_Exercise prompt_: Going through the entries below, tally the lines that hold the word "AtomicBool" and state the result alone.

Extracted records
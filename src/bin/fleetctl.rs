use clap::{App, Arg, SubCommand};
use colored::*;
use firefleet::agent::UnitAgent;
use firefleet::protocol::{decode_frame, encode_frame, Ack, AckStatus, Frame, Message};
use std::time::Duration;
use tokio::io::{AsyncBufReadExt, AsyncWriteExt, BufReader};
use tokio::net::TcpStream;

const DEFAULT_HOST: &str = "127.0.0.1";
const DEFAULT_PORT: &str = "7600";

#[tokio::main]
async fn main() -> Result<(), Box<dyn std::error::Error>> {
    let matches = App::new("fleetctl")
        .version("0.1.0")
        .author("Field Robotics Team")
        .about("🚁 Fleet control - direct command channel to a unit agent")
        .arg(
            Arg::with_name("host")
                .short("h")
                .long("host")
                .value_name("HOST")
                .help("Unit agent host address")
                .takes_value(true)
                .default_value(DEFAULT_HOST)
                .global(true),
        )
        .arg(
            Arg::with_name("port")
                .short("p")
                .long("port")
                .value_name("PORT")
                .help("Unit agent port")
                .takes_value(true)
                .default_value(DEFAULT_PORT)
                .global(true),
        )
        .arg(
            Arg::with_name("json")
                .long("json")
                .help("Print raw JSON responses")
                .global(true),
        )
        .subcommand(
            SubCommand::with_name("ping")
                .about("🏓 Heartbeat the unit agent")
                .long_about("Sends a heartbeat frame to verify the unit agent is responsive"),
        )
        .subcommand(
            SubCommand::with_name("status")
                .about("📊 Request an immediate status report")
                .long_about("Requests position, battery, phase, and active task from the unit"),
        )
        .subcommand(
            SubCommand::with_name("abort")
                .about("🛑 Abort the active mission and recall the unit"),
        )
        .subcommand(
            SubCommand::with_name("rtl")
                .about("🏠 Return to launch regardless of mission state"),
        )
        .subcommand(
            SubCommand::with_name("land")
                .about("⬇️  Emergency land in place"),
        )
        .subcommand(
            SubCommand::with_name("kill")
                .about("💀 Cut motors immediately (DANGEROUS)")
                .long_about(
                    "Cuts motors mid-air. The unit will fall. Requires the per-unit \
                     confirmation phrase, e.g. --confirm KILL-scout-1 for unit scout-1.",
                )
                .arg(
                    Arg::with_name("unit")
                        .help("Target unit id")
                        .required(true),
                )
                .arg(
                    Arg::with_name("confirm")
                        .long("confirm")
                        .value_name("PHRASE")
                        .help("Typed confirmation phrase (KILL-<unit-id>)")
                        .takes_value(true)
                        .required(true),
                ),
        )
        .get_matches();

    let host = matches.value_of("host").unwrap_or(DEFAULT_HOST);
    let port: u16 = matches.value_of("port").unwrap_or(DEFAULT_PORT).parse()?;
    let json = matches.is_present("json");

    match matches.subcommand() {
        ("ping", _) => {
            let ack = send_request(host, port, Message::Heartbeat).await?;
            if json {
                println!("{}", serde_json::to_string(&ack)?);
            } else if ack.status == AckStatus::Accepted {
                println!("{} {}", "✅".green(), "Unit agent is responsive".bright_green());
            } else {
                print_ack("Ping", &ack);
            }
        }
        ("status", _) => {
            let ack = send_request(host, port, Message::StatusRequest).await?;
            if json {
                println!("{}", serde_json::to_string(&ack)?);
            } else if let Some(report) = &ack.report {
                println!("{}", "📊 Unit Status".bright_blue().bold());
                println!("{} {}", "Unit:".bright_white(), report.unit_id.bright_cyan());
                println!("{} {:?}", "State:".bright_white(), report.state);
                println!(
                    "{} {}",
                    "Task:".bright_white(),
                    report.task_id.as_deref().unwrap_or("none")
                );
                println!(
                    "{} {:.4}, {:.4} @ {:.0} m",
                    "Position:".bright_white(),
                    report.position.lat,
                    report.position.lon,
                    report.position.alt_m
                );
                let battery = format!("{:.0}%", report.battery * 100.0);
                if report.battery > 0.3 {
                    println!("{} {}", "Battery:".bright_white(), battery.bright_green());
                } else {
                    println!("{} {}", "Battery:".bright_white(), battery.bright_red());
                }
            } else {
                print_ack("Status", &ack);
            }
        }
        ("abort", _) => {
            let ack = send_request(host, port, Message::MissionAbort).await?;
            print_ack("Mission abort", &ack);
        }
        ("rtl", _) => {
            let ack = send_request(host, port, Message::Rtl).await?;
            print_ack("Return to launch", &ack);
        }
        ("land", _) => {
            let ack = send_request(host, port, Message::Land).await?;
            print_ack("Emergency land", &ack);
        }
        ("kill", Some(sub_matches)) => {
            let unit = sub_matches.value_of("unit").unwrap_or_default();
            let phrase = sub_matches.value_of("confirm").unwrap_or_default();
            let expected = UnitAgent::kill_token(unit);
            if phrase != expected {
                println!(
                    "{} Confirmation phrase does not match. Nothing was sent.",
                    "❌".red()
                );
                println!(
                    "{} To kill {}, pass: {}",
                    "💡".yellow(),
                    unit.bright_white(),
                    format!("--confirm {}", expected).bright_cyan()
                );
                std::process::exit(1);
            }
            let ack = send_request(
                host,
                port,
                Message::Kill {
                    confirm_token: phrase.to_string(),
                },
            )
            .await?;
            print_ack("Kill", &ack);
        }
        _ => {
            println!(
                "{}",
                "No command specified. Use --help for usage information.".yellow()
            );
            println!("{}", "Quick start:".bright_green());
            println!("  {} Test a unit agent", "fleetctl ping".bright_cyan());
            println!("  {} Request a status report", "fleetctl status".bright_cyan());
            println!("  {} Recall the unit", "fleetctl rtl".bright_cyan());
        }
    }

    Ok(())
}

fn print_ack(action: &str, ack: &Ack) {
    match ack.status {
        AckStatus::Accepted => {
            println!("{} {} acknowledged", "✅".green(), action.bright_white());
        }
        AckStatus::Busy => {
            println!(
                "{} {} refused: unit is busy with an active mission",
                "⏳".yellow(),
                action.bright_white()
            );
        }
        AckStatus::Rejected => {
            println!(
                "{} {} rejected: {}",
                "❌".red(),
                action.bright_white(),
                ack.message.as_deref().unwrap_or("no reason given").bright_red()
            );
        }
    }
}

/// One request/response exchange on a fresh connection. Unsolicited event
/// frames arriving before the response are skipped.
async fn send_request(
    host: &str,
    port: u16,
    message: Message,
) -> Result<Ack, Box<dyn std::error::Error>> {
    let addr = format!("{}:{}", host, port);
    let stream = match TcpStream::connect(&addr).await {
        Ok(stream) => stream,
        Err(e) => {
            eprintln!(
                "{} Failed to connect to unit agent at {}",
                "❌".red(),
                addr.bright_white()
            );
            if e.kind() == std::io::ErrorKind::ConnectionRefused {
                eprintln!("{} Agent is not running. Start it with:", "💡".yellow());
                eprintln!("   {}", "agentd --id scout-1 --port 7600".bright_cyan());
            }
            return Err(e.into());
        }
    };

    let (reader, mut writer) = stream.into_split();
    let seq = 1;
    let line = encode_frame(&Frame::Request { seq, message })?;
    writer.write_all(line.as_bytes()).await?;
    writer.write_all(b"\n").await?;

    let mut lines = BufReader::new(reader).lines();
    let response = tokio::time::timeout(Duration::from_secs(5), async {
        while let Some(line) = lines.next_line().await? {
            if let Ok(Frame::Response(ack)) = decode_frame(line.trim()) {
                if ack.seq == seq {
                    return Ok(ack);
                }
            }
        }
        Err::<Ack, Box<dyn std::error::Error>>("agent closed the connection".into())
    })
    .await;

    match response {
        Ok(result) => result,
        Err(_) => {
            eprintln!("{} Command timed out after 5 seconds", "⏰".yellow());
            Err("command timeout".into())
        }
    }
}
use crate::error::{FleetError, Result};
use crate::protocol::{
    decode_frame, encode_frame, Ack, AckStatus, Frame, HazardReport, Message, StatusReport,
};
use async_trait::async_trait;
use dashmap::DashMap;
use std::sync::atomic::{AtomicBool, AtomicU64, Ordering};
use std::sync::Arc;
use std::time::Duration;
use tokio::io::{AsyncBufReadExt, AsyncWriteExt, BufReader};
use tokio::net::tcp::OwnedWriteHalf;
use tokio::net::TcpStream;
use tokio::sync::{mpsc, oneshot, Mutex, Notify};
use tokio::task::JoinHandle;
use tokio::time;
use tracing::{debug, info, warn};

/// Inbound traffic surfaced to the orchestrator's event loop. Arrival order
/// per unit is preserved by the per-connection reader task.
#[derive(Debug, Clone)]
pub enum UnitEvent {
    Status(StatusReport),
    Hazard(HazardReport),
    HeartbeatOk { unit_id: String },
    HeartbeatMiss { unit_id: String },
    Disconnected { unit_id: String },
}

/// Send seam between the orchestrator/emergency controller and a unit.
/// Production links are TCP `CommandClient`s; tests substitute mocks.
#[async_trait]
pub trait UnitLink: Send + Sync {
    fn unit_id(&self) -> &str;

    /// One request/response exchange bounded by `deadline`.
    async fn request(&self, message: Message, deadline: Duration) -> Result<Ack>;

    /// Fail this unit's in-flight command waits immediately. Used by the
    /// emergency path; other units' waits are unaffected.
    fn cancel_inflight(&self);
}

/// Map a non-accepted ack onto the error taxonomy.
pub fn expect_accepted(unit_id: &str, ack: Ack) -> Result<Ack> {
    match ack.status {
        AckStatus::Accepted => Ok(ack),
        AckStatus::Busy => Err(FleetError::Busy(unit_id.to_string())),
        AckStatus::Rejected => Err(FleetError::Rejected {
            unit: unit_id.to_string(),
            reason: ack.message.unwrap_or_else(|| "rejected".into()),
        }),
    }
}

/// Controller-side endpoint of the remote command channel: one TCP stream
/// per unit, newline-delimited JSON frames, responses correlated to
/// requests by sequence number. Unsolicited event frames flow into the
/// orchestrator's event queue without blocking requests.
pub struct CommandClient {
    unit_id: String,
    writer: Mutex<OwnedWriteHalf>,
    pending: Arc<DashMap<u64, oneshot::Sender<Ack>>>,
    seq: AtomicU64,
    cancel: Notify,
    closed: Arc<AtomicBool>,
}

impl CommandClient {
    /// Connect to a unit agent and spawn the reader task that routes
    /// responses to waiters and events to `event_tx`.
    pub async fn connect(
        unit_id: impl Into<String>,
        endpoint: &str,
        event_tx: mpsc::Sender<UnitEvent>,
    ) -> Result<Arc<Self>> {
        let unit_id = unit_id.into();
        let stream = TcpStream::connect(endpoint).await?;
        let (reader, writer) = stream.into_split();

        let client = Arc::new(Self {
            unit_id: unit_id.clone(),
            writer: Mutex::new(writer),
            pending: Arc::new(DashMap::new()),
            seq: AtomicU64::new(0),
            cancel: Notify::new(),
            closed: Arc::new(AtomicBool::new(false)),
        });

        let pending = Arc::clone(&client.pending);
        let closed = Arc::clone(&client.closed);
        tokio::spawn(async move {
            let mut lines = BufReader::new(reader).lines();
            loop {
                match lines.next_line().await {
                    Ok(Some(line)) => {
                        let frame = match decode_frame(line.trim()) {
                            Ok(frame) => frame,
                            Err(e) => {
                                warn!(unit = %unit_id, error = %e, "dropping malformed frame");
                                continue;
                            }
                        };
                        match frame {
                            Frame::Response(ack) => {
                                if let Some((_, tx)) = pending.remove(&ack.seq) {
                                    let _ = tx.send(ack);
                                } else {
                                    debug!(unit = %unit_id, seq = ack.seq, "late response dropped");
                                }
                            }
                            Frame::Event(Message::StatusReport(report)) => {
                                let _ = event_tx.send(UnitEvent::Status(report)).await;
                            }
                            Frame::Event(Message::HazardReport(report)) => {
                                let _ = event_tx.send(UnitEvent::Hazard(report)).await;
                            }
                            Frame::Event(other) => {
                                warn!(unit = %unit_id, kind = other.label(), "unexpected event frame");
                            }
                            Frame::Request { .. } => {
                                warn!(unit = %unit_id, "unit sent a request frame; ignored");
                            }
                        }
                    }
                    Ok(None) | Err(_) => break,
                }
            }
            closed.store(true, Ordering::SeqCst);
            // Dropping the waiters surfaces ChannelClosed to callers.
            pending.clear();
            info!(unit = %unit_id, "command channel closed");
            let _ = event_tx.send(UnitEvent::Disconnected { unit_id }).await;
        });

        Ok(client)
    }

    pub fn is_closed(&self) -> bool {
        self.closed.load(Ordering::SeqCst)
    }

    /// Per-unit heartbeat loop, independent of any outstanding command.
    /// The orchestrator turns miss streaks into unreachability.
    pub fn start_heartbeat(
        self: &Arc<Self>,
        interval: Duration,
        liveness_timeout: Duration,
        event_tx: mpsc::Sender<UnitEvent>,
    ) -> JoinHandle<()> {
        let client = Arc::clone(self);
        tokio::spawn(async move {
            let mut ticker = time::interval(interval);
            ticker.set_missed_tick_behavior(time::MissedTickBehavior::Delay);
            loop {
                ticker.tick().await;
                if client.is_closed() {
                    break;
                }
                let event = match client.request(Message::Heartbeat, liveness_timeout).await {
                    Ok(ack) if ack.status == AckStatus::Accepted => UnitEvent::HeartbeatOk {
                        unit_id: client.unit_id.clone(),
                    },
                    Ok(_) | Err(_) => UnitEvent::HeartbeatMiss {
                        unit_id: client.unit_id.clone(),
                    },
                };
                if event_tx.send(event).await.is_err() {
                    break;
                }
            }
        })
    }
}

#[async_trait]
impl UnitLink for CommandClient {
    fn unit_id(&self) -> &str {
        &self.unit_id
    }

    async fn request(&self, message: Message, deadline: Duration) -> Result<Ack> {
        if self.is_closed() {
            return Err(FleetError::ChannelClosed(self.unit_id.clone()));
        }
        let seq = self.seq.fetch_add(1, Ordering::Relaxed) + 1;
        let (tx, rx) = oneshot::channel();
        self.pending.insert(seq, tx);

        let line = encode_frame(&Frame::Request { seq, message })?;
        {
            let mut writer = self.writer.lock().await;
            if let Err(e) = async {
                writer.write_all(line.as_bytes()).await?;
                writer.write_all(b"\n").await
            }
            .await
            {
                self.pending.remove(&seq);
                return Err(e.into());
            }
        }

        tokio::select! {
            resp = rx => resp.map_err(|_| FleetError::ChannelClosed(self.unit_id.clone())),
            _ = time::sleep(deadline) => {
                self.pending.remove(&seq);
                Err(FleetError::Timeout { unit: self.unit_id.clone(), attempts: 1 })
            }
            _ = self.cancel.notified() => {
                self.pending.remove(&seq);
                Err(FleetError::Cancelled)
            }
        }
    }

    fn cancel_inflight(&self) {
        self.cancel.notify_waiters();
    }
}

_Response to this exercise_: 3